Activity:
A single number is wanted: how many lines of the records below contain the word "scores".

○ ○ ○ ○

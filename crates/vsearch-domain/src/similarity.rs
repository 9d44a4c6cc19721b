//! Vector math for similarity ranking
//!
//! Pure functions shared by every repository strategy: dot product,
//! cosine similarity, score rounding and heap-based top-k selection.
//! Accumulation is done in `f64` so that scores agree with the database
//! strategy to well within the rounding precision.

use std::cmp::Ordering;
use std::collections::BinaryHeap;

use crate::constants::SCORE_DECIMAL_PLACES;
use crate::error::{Error, Result};

/// Widen a component, treating NaN as zero
fn component(x: f32) -> f64 {
    if x.is_nan() { 0.0 } else { f64::from(x) }
}

fn ensure_same_length(a: &[f32], b: &[f32]) -> Result<()> {
    if a.len() == b.len() {
        Ok(())
    } else {
        Err(Error::dimension_mismatch(a.len(), b.len()))
    }
}

/// Sum of pairwise products
///
/// Fails with `DimensionMismatch` when the lengths differ.
pub fn dot_product(a: &[f32], b: &[f32]) -> Result<f64> {
    ensure_same_length(a, b)?;
    Ok(a.iter()
        .zip(b)
        .map(|(x, y)| component(*x) * component(*y))
        .sum())
}

/// Euclidean (L2) norm
pub fn magnitude(v: &[f32]) -> f64 {
    v.iter().map(|x| component(*x).powi(2)).sum::<f64>().sqrt()
}

/// Cosine similarity in [-1, 1]
///
/// Returns exactly 0 when either vector has zero magnitude.
pub fn cosine_similarity(a: &[f32], b: &[f32]) -> Result<f64> {
    ensure_same_length(a, b)?;
    Ok(cosine_with_norm(a, b, magnitude(a)))
}

/// Cosine similarity with a precomputed norm for `a`; lengths already checked
fn cosine_with_norm(a: &[f32], b: &[f32], norm_a: f64) -> f64 {
    let norm_b = magnitude(b);
    if norm_a == 0.0 || norm_b == 0.0 {
        return 0.0;
    }
    let dot: f64 = a
        .iter()
        .zip(b)
        .map(|(x, y)| component(*x) * component(*y))
        .sum();
    let score = dot / (norm_a * norm_b);
    if score.is_nan() { 0.0 } else { score }
}

/// Round a score to the precision exposed to clients (4 decimals)
pub fn round_score(score: f64) -> f64 {
    let factor = 10f64.powi(SCORE_DECIMAL_PLACES);
    (score * factor).round() / factor
}

/// Scored item for heap-based top-k selection
///
/// Ordered so that the *worst* candidate sits at the top of the
/// `BinaryHeap`: lower score is worse, and among equal scores the later
/// enumeration index is worse.
#[derive(Debug, PartialEq)]
struct ScoredItem {
    score: f64,
    index: usize,
}

impl Eq for ScoredItem {}

impl Ord for ScoredItem {
    fn cmp(&self, other: &Self) -> Ordering {
        other
            .score
            .total_cmp(&self.score)
            .then_with(|| self.index.cmp(&other.index))
    }
}

impl PartialOrd for ScoredItem {
    fn partial_cmp(&self, other: &Self) -> Option<Ordering> {
        Some(self.cmp(other))
    }
}

/// Rank `items` by cosine similarity to `query` and keep the best `k`
///
/// Results are ordered by descending score; exact ties keep enumeration
/// order. Returns `min(k, items.len())` pairs of item and unrounded score.
/// A single item whose embedding length differs from the query fails the
/// whole call.
pub fn top_k_similar<'a, T, F>(
    query: &[f32],
    items: &'a [T],
    embedding_of: F,
    k: usize,
) -> Result<Vec<(&'a T, f64)>>
where
    F: Fn(&T) -> &[f32],
{
    let query_norm = magnitude(query);

    // Min-heap of the current best k: O(n log k)
    let mut heap: BinaryHeap<ScoredItem> = BinaryHeap::with_capacity(k.saturating_add(1));

    for (index, item) in items.iter().enumerate() {
        let embedding = embedding_of(item);
        ensure_same_length(query, embedding)?;
        let candidate = ScoredItem {
            score: cosine_with_norm(query, embedding, query_norm),
            index,
        };

        if heap.len() < k {
            heap.push(candidate);
        } else if let Some(worst) = heap.peek() {
            if candidate < *worst {
                heap.pop();
                heap.push(candidate);
            }
        }
    }

    // Ascending by `Ord` is best-first
    Ok(heap
        .into_sorted_vec()
        .into_iter()
        .map(|scored| (&items[scored.index], scored.score))
        .collect())
}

○ ○ ○ ○

Written answer:
2